--- START ---

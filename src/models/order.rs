//! Customer order model.

use chrono::{DateTime, NaiveDate, Utc};
use serde::{Deserialize, Serialize};

use super::money;
use super::object::{lenient, lenient_decimal, nullable, parse_timestamp, Relation};
use super::restaurant::Restaurant;

#[derive(Debug, Clone, PartialEq, Eq, Serialize, Deserialize)]
#[serde(from = "String", into = "String")]
pub enum OrderStatus {
    Pending,
    Preparing,
    Ready,
    OutForDelivery,
    Delivered,
    Cancelled,
    /// A status label this dashboard does not know about.
    Other(String),
}

impl OrderStatus {
    pub fn as_str(&self) -> &str {
        match self {
            Self::Pending => "Pending",
            Self::Preparing => "Preparing",
            Self::Ready => "Ready",
            Self::OutForDelivery => "Out for Delivery",
            Self::Delivered => "Delivered",
            Self::Cancelled => "Cancelled",
            Self::Other(label) => label,
        }
    }

    /// Still in progress: not delivered, cancelled, or unrecognized.
    pub fn is_active(&self) -> bool {
        matches!(
            self,
            Self::Pending | Self::Preparing | Self::Ready | Self::OutForDelivery
        )
    }

    /// Colour of the status pill.
    pub fn badge_class(&self) -> &'static str {
        match self {
            Self::Delivered => "badge-green",
            Self::Cancelled => "badge-red",
            Self::OutForDelivery => "badge-blue",
            Self::Ready => "badge-purple",
            Self::Preparing => "badge-yellow",
            Self::Pending | Self::Other(_) => "badge-gray",
        }
    }
}

impl From<String> for OrderStatus {
    fn from(label: String) -> Self {
        match label.as_str() {
            "Pending" => Self::Pending,
            "Preparing" => Self::Preparing,
            "Ready" => Self::Ready,
            "Out for Delivery" => Self::OutForDelivery,
            "Delivered" => Self::Delivered,
            "Cancelled" => Self::Cancelled,
            _ => Self::Other(label),
        }
    }
}

impl From<OrderStatus> for String {
    fn from(status: OrderStatus) -> Self {
        status.as_str().to_string()
    }
}

#[derive(Debug, Clone, PartialEq, Eq, Serialize, Deserialize)]
#[serde(from = "String", into = "String")]
pub enum PaymentStatus {
    Paid,
    NotPaid,
    Other(String),
}

impl PaymentStatus {
    pub fn as_str(&self) -> &str {
        match self {
            Self::Paid => "Paid",
            Self::NotPaid => "Not Paid",
            Self::Other(label) => label,
        }
    }
}

impl From<String> for PaymentStatus {
    fn from(label: String) -> Self {
        match label.as_str() {
            "Paid" => Self::Paid,
            "Not Paid" => Self::NotPaid,
            _ => Self::Other(label),
        }
    }
}

impl From<PaymentStatus> for String {
    fn from(status: PaymentStatus) -> Self {
        status.as_str().to_string()
    }
}

/// One line of an order. Every field is optional in the source.
#[derive(Debug, Clone, Default, PartialEq, Serialize, Deserialize)]
pub struct OrderItem {
    #[serde(default, deserialize_with = "lenient_decimal")]
    pub menu_item: Option<String>,
    #[serde(default, deserialize_with = "lenient_decimal")]
    pub quantity: Option<String>,
    #[serde(default, deserialize_with = "lenient_decimal")]
    pub price: Option<String>,
}

#[derive(Debug, Clone, Default, PartialEq, Serialize, Deserialize)]
pub struct OrderMetadata {
    #[serde(default, deserialize_with = "lenient")]
    pub order_number: Option<String>,
    #[serde(default, deserialize_with = "lenient")]
    pub customer_name: Option<String>,
    #[serde(default, deserialize_with = "lenient")]
    pub customer_email: Option<String>,
    #[serde(default, deserialize_with = "lenient")]
    pub customer_phone: Option<String>,
    #[serde(default, deserialize_with = "lenient")]
    pub delivery_address: Option<String>,
    #[serde(default, deserialize_with = "lenient")]
    pub restaurant: Option<Relation<Restaurant>>,
    #[serde(default, deserialize_with = "lenient")]
    pub order_items: Option<Vec<OrderItem>>,
    #[serde(default, deserialize_with = "lenient_decimal")]
    pub subtotal: Option<String>,
    #[serde(default, deserialize_with = "lenient_decimal")]
    pub delivery_fee: Option<String>,
    #[serde(default, deserialize_with = "lenient_decimal")]
    pub total: Option<String>,
    #[serde(default, deserialize_with = "lenient")]
    pub order_status: Option<OrderStatus>,
    #[serde(default, deserialize_with = "lenient")]
    pub payment_status: Option<PaymentStatus>,
    #[serde(default, deserialize_with = "lenient")]
    pub payment_method: Option<String>,
}

#[derive(Debug, Clone, Default, PartialEq, Serialize, Deserialize)]
pub struct Order {
    #[serde(default, deserialize_with = "nullable")]
    pub id: String,
    #[serde(default, deserialize_with = "nullable")]
    pub slug: String,
    #[serde(default, deserialize_with = "nullable")]
    pub title: String,
    #[serde(default, deserialize_with = "nullable")]
    pub created_at: String,
    #[serde(default, deserialize_with = "nullable")]
    pub metadata: OrderMetadata,
}

impl Order {
    pub const OBJECT_TYPE: &'static str = "orders";

    pub fn created_at(&self) -> Option<DateTime<Utc>> {
        parse_timestamp(&self.created_at)
    }

    /// UTC calendar date the order was placed on.
    pub fn created_date(&self) -> Option<NaiveDate> {
        self.created_at().map(|ts| ts.date_naive())
    }

    pub fn is_active(&self) -> bool {
        self.metadata
            .order_status
            .as_ref()
            .is_some_and(OrderStatus::is_active)
    }

    pub fn is_paid(&self) -> bool {
        self.metadata.payment_status == Some(PaymentStatus::Paid)
    }

    /// Parsed order total; missing or malformed totals count as zero.
    pub fn total_amount(&self) -> f64 {
        money::parse_amount(self.metadata.total.as_deref())
    }

    // -- Display accessors --

    pub fn display_number(&self) -> &str {
        non_empty(self.metadata.order_number.as_deref()).unwrap_or(&self.title)
    }

    pub fn display_created_at(&self) -> String {
        self.created_at()
            .map(|ts| ts.format("%b %-d, %Y, %I:%M %p").to_string())
            .unwrap_or_default()
    }

    pub fn customer_name(&self) -> &str {
        non_empty(self.metadata.customer_name.as_deref()).unwrap_or("N/A")
    }

    pub fn customer_phone(&self) -> &str {
        non_empty(self.metadata.customer_phone.as_deref()).unwrap_or("N/A")
    }

    pub fn restaurant_title(&self) -> &str {
        self.metadata
            .restaurant
            .as_ref()
            .and_then(Relation::expanded)
            .and_then(|r| non_empty(Some(r.title.as_str())))
            .unwrap_or("N/A")
    }

    pub fn item_count(&self) -> usize {
        self.metadata.order_items.as_ref().map_or(0, Vec::len)
    }

    pub fn display_total(&self) -> &str {
        non_empty(self.metadata.total.as_deref()).unwrap_or("0.00")
    }

    pub fn delivery_fee(&self) -> Option<&str> {
        non_empty(self.metadata.delivery_fee.as_deref())
    }

    pub fn status_label(&self) -> &str {
        self.metadata
            .order_status
            .as_ref()
            .map_or("Pending", OrderStatus::as_str)
    }

    pub fn status_badge(&self) -> &'static str {
        self.metadata
            .order_status
            .as_ref()
            .map_or("badge-gray", OrderStatus::badge_class)
    }

    pub fn payment_label(&self) -> &str {
        self.metadata
            .payment_status
            .as_ref()
            .map_or("Not Paid", PaymentStatus::as_str)
    }

    pub fn payment_badge(&self) -> &'static str {
        if self.is_paid() {
            "badge-green"
        } else {
            "badge-red"
        }
    }

    pub fn payment_method(&self) -> Option<&str> {
        non_empty(self.metadata.payment_method.as_deref())
    }
}

fn non_empty(value: Option<&str>) -> Option<&str> {
    value.filter(|s| !s.is_empty())
}
//! In-memory content source backed by a JSON fixture set.

use std::collections::HashMap;
use std::path::Path;

use async_trait::async_trait;
use serde_json::{Map, Value};

use super::{CmsError, ContentSource, ObjectPage, ObjectQuery};

/// Serves objects from memory, keyed by object type.
///
/// A type with no entry answers `NotFound`, the same way the CMS does for an
/// empty object type.
#[derive(Debug, Clone, Default)]
pub struct FixtureSource {
    objects: HashMap<String, Vec<Value>>,
}

impl FixtureSource {
    pub fn new() -> Self {
        Self::default()
    }

    /// Register the objects returned for `object_type`.
    pub fn with_objects(mut self, object_type: &str, objects: Vec<Value>) -> Self {
        self.objects.insert(object_type.to_string(), objects);
        self
    }

    /// Parse a `{ "<type>": [objects...] }` document.
    pub fn from_value(value: Value) -> Result<Self, CmsError> {
        let Value::Object(types) = value else {
            return Err(CmsError::Fixture(
                "fixture root must be an object keyed by type".to_string(),
            ));
        };

        let mut source = Self::new();
        for (object_type, objects) in types {
            let Value::Array(objects) = objects else {
                return Err(CmsError::Fixture(format!(
                    "fixture entry '{object_type}' must be an array"
                )));
            };
            source.objects.insert(object_type, objects);
        }
        Ok(source)
    }

    pub fn from_json_file(path: &Path) -> Result<Self, CmsError> {
        let raw = std::fs::read_to_string(path)
            .map_err(|e| CmsError::Fixture(format!("{}: {e}", path.display())))?;
        Self::from_value(serde_json::from_str(&raw)?)
    }
}

/// Keep only the requested top-level props of an object.
fn project(object: &Value, props: &[String]) -> Value {
    match object {
        Value::Object(fields) if !props.is_empty() => {
            let kept: Map<String, Value> = fields
                .iter()
                .filter(|(k, _)| props.iter().any(|p| p == *k))
                .map(|(k, v)| (k.clone(), v.clone()))
                .collect();
            Value::Object(kept)
        }
        other => other.clone(),
    }
}

#[async_trait]
impl ContentSource for FixtureSource {
    async fn find_objects(&self, query: &ObjectQuery) -> Result<ObjectPage, CmsError> {
        let objects = self
            .objects
            .get(&query.object_type)
            .filter(|objects| !objects.is_empty())
            .ok_or_else(|| CmsError::NotFound {
                object_type: query.object_type.clone(),
            })?;

        let objects: Vec<Value> = objects.iter().map(|o| project(o, &query.props)).collect();
        let total = objects.len() as u64;

        Ok(ObjectPage {
            objects,
            total,
            limit: None,
            skip: Some(0),
        })
    }
}
use std::env;
use std::path::PathBuf;

/// Application configuration loaded from environment variables.
#[derive(Debug, Clone)]
pub struct AppConfig {
    pub cosmic_api_url: String,
    pub cosmic_bucket_slug: String,
    pub cosmic_read_key: Option<String>,
    pub cms_timeout_secs: u64,
    /// Serve content from a local JSON file instead of the CMS.
    pub cms_fixtures_path: Option<PathBuf>,
    pub host: String,
    pub port: u16,
}

impl AppConfig {
    pub fn from_env() -> Result<Self, env::VarError> {
        Self::from_lookup(|key| env::var(key).ok())
    }

    /// Build the configuration from an arbitrary key lookup.
    pub fn from_lookup<F>(lookup: F) -> Result<Self, env::VarError>
    where
        F: Fn(&str) -> Option<String>,
    {
        let cms_fixtures_path = lookup("CMS_FIXTURES_PATH")
            .filter(|p| !p.trim().is_empty())
            .map(PathBuf::from);

        // The bucket is only needed when talking to the real CMS.
        let cosmic_bucket_slug = match lookup("COSMIC_BUCKET_SLUG") {
            Some(slug) => slug,
            None if cms_fixtures_path.is_some() => String::new(),
            None => return Err(env::VarError::NotPresent),
        };

        Ok(Self {
            cosmic_api_url: lookup("COSMIC_API_URL")
                .unwrap_or_else(|| "https://api.cosmicjs.com/v3".to_string()),
            cosmic_bucket_slug,
            cosmic_read_key: lookup("COSMIC_READ_KEY").filter(|k| !k.is_empty()),
            cms_timeout_secs: lookup("CMS_TIMEOUT_SECS")
                .unwrap_or_else(|| "30".to_string())
                .parse()
                .unwrap_or(30),
            cms_fixtures_path,
            host: lookup("BACKEND_HOST").unwrap_or_else(|| "0.0.0.0".to_string()),
            port: lookup("BACKEND_PORT")
                .unwrap_or_else(|| "3000".to_string())
                .parse()
                .unwrap_or(3000),
        })
    }
}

--- END ---

## TO DO
Return each line from the entries above that includes "insert".

## TASK OUTPUT
        self.objects.insert(object_type.to_string(), objects);
            source.objects.insert(object_type, objects);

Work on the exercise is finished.